By this time next year, the state will have spent more than half a billion dollars over the course of seven years to address the issue, according to the report.
The post-Covid increase in spending is likely an underestimate, Hoffer wrote, as it excludes spending in the final months of fiscal year 2022 and excludes programs not specifically directed at homelessness but which still benefit those experiencing or at risk of it.
The researchers also interviewed housing professionals, who widely believed the efforts to confront homelessness have yielded significant improvements, particularly a coordinated entry system with enhanced collaboration between service and housing providers.
More than 1,800 households exited homelessness to permanent housing between April 2020 and May 2022, according to the Department for Children and Families.
But the housing professionals expressed nearly universal concerns, too.
“While Vermont responded quickly and systematically to protect homeless households during the pandemic, the solution has been expensive and relies on short-term federal funding and the willingness of motel and hotel owners to continue to make rooms available,” Hoffer wrote.
Providers’ other concerns revolved around the inadequacy of available mental health services for households experiencing homelessness, which many need in order to remain in transitional or permanent housing, according to the report.

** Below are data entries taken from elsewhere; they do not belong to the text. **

//! Daily score formula, reward tiers and rolling-window aggregation.
//!
//! Every function here is pure and total. Integer sums saturate at the `i64`
//! bounds instead of overflowing.

use crate::models::checkin::DailyInputs;
use crate::models::record::DailyRecord;
use crate::models::reward::{RewardInfo, RewardTier};
use crate::models::summary::AggregateSummary;

const POINTS_PER_FRIEND: i64 = 10;
const BONUS_POINTS: i64 = 10;
const HABIT_POINTS: i64 = 10;

/// Scores one day of inputs. `expense_amount` is recorded only and never scored.
pub fn compute_score(inputs: &DailyInputs) -> i64 {
    let hours =
        tenth_hours(inputs.study_hours).saturating_add(tenth_hours(inputs.research_hours));
    let social = inputs.friends_contacted.saturating_mul(POINTS_PER_FRIEND);
    let bonuses = bonus(inputs.exercise_done) + bonus(inputs.water_drank);
    let habits = [
        inputs.sleep_early,
        inputs.good_deed,
        inputs.reading,
        inputs.finance_study,
    ]
    .into_iter()
    .map(habit)
    .sum::<i64>();

    hours
        .saturating_add(social)
        .saturating_add(bonuses + habits)
}

/// Maps a rolling-window total to its reward tier and message.
pub fn reward_tier(total_score: i64) -> RewardInfo {
    let tier = RewardTier::for_score(total_score);
    RewardInfo {
        tier,
        title: tier.title().to_string(),
        description: tier.describe(total_score),
        color: tier.color().to_string(),
        gap_to_next: tier.gap_to_next(total_score),
    }
}

/// Sums a window of records in any order and attaches the reward tier.
pub fn aggregate(records: &[DailyRecord]) -> AggregateSummary {
    let total_score = saturating_total(records.iter().map(|record| record.daily_score));

    AggregateSummary {
        total_score,
        total_study_hours: records.iter().map(|record| record.study_hours).sum(),
        total_research_hours: records.iter().map(|record| record.research_hours).sum(),
        exercise_days: records.iter().filter(|record| record.exercise_done).count() as i64,
        total_friends: saturating_total(records.iter().map(|record| record.friends_contacted)),
        total_expense: records.iter().map(|record| record.expense_amount).sum(),
        record_count: records.len(),
        reward: reward_tier(total_score),
    }
}

fn saturating_total(values: impl Iterator<Item = i64>) -> i64 {
    values.fold(0, i64::saturating_add)
}

// Truncates toward zero at one-decimal granularity.
fn tenth_hours(hours: f64) -> i64 {
    (hours * 10.0) as i64
}

fn bonus(done: bool) -> i64 {
    if done {
        BONUS_POINTS
    } else {
        0
    }
}

fn habit(kept: bool) -> i64 {
    if kept {
        HABIT_POINTS
    } else {
        -HABIT_POINTS
    }
}
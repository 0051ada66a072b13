pub mod checkin_service;
pub mod record_store;
pub mod scoring_engine;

Providers and policymakers alike were also frustrated that the housing crisis appears to be worsening, despite investment in new housing units, according to the report.

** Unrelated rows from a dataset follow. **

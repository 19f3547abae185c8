//! Wakeup primitives for the suspended reader and writer.

use std::{
    sync::{Arc, Condvar, Mutex},
    time::Instant,
};

/// Single-slot coalescing wakeup.
///
/// `notify` never blocks; notifying an already-signalled `Signal` is a
/// no-op, so any number of state changes collapse into one pending wakeup.
/// `wait`/`wait_until` consume the pending wakeup. Every state change that
/// happens before a `notify` is observable to the waiter it wakes.
#[derive(Debug, Default)]
pub(crate) struct Signal {
    raised: Mutex<bool>,
    cond: Condvar,
}

impl Signal {
    pub(crate) fn new() -> Self {
        Self::default()
    }

    /// Non-blocking wakeup; coalesces with one already pending.
    pub(crate) fn notify(&self) {
        let mut raised = self.raised.lock().unwrap();
        *raised = true;
        self.cond.notify_one();
    }

    /// Block until notified, consuming the wakeup.
    pub(crate) fn wait(&self) {
        let mut raised = self.raised.lock().unwrap();
        while !*raised {
            raised = self.cond.wait(raised).unwrap();
        }
        *raised = false;
    }

    /// Block until notified or `deadline` passes. Returns `true` if the
    /// wakeup was consumed, `false` on timeout.
    pub(crate) fn wait_until(&self, deadline: Instant) -> bool {
        let mut raised = self.raised.lock().unwrap();
        loop {
            if *raised {
                *raised = false;
                return true;
            }
            let now = Instant::now();
            if now >= deadline {
                return false;
            }
            (raised, _) = self.cond.wait_timeout(raised, deadline - now).unwrap();
        }
    }
}

/// Cancellation handle for a stream, returned by [`Stream::context`].
///
/// Level-triggered: once cancelled it stays cancelled, and every clone
/// observes the same state. Cancelled by close, reset (local or remote)
/// and session abort; deadlines never cancel it.
///
/// [`Stream::context`]: crate::stream::Stream::context
#[derive(Debug, Clone, Default)]
pub struct CancelToken(Arc<CancelInner>);

#[derive(Debug, Default)]
struct CancelInner {
    cancelled: Mutex<bool>,
    cond: Condvar,
}

impl CancelToken {
    pub(crate) fn new() -> Self {
        Self::default()
    }

    pub(crate) fn cancel(&self) {
        let mut cancelled = self.0.cancelled.lock().unwrap();
        *cancelled = true;
        self.0.cond.notify_all();
    }

    pub fn is_cancelled(&self) -> bool {
        *self.0.cancelled.lock().unwrap()
    }

    /// Block until the stream terminates.
    pub fn wait(&self) {
        let mut cancelled = self.0.cancelled.lock().unwrap();
        while !*cancelled {
            cancelled = self.0.cond.wait(cancelled).unwrap();
        }
    }
}
//! Stream-level flow control contract.
//!
//! The stream does not account credit itself; it consumes an external
//! accountant through this trait. Implementations synchronize internally:
//! the stream invokes some of these methods while holding its own lock and
//! some without it.

use crate::error::TransportError;

/// Credit accountant bounding in-flight bytes in each direction of one
/// stream.
pub trait FlowController: Send + Sync {
    /// Record the highest received offset, fixing the final size when
    /// `is_fin` is set.
    ///
    /// Errors when the offset contradicts earlier state: shrinking or
    /// moving an established final size, or exceeding the advertised
    /// receive limit.
    fn update_highest_received(&self, offset: u64, is_fin: bool) -> Result<(), TransportError>;

    /// Credit bytes the application has consumed, opening receive window.
    fn add_bytes_read(&self, n: u64);

    /// Debit bytes handed to the packetizer.
    fn add_bytes_sent(&self, n: u64);

    /// Remaining send credit.
    fn send_window_size(&self) -> u64;

    /// Raise the send limit from a peer window update.
    fn update_send_window(&self, n: u64);

    /// Whether sending is currently blocked on the peer's window.
    fn is_blocked(&self) -> bool;

    /// The new receive limit to advertise, if an update is due.
    fn window_update(&self) -> Option<u64>;
}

“In other words, while the newly constructed units are extremely valuable for those who reside in them, Vermont is not building its way out of the problem,” Hoffer wrote. “What will it take for Vermont to have the infrastructure in place, both services and housing, to ‘end homelessness’? Is there a target number of shelter beds? Of new permanent affordable units?”

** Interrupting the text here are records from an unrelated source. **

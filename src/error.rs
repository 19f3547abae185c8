use std::{borrow::Cow, fmt, io};

use thiserror::Error;

use crate::sid::StreamId;

/// Coarse classification of connection-level errors this layer can raise.
#[derive(Debug, PartialEq, Eq, Clone, Copy)]
pub enum ErrorKind {
    Internal,
    FlowControl,
    StreamState,
    FinalSize,
    ProtocolViolation,
    Application,
}

impl fmt::Display for ErrorKind {
    fn fmt(&self, f: &mut fmt::Formatter<'_>) -> fmt::Result {
        write!(f, "{}", match self {
            ErrorKind::Internal => "the endpoint encountered an internal error and cannot continue",
            ErrorKind::FlowControl => "received more data than permitted in advertised data limits",
            ErrorKind::StreamState => "received a frame for a stream that was not in a state that permitted that frame",
            ErrorKind::FinalSize => "received a STREAM frame or a RST frame containing a different final size to the one already established",
            ErrorKind::ProtocolViolation => "detected an error with protocol compliance that was not covered by more specific error codes",
            ErrorKind::Application => "the application caused the stream to be torn down",
        })
    }
}

/// A connection-level error: the session translates these into connection
/// teardown.
#[derive(Debug, Clone, PartialEq, Eq, Error)]
#[error("{kind}, reason: {reason}")]
pub struct TransportError {
    pub kind: ErrorKind,
    pub reason: Cow<'static, str>,
}

impl TransportError {
    pub fn new<T: Into<Cow<'static, str>>>(kind: ErrorKind, reason: T) -> Self {
        Self {
            kind,
            reason: reason.into(),
        }
    }
}

/// The cause carried by a local or remote stream reset.
#[derive(Debug, Clone, Copy, PartialEq, Eq, Error)]
#[error("stream {stream_id} was reset with error code {error_code}")]
pub struct ResetStreamError {
    pub stream_id: StreamId,
    pub error_code: u64,
}

impl ResetStreamError {
    pub fn new(stream_id: StreamId, error_code: u64) -> Self {
        Self {
            stream_id,
            error_code,
        }
    }
}

/// What a blocked or subsequent `read`/`write` surfaces to the application.
///
/// End-of-stream is not an error: once the FIN has been delivered, `read`
/// returns `Ok(0)`.
#[derive(Debug, Clone, PartialEq, Eq, Error)]
pub enum StreamError {
    #[error(transparent)]
    Connection(#[from] TransportError),
    #[error(transparent)]
    Reset(#[from] ResetStreamError),
    #[error("deadline exceeded")]
    DeadlineExceeded,
    #[error("write on closed stream {0}")]
    Closed(StreamId),
}

impl StreamError {
    /// Whether the error came from an expired read or write deadline.
    pub fn is_timeout(&self) -> bool {
        matches!(self, StreamError::DeadlineExceeded)
    }

    /// Deadline errors are temporary: the call may be retried after the
    /// deadline is extended or cleared.
    pub fn is_temporary(&self) -> bool {
        matches!(self, StreamError::DeadlineExceeded)
    }
}

impl From<StreamError> for io::Error {
    fn from(value: StreamError) -> Self {
        match value {
            error @ StreamError::DeadlineExceeded => io::Error::new(io::ErrorKind::TimedOut, error),
            error @ (StreamError::Connection(..) | StreamError::Reset(..)) => {
                io::Error::new(io::ErrorKind::BrokenPipe, error)
            }
            error @ StreamError::Closed(..) => io::Error::new(io::ErrorKind::NotConnected, error),
        }
    }
}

Hoffer wrote that the spike in homelessness could be driven, in part, by pressures on the housing market that have been exacerbated by the pandemic, with fewer units available and prices rising. Additionally, thousands of residences which once served as long-term homes have been converted to short-term rentals over the last five years, he said.
He cautioned that it’s challenging to accurately measure the impact of any one element of the state’s work towards preventing and responding to homelessness, as those efforts are numerous and fractured.
Among the report’s other findings: Publicly funded emergency shelters saw annual numbers of people begin to trend downward before the pandemic, though there was an increase in individual lengths of stay, or “bednights.”
Yet between 2017 and 2019, it found, emergency shelter spending increased by 36% while serving almost 500 fewer people for about the same number of bednights.
The pandemic required significant alterations to meet rising demands for non-congregate, socially distanced housing, which took the form of motel vouchers through Federal Emergency Management Agency funds.
Before the pandemic, 200 to 300 households were living in motel rooms nightly in times of cold weather. By April of 2021, more than 2,000 households were enrolled in the program. This past April saw 1,571 households living in motels.
Additional Covid-related funding helped support various services to meet rising needs of Vermonters in shelters and motels, including expansion of staff coverage, supplies, outreach, housing navigation support, mental health support services, meals and on-site security.
The state has spent $190 million on emergency shelter and related services from fiscal year 2017 to the spring of 2022 — nearly 90% of which was spent during the pandemic, according to the report.
The Auditor’s Office recommended that the executive and legislative branches, in collaboration with organizations that work with homeless households, establish a clear definition of “success” in order to track progress.
The release of the report on Thursday coincided with a Summer Summit on Homelessness, sponsored by the Vermont Coalition to End Homelessness, to discuss the direction of Vermont’s collective response to the issue.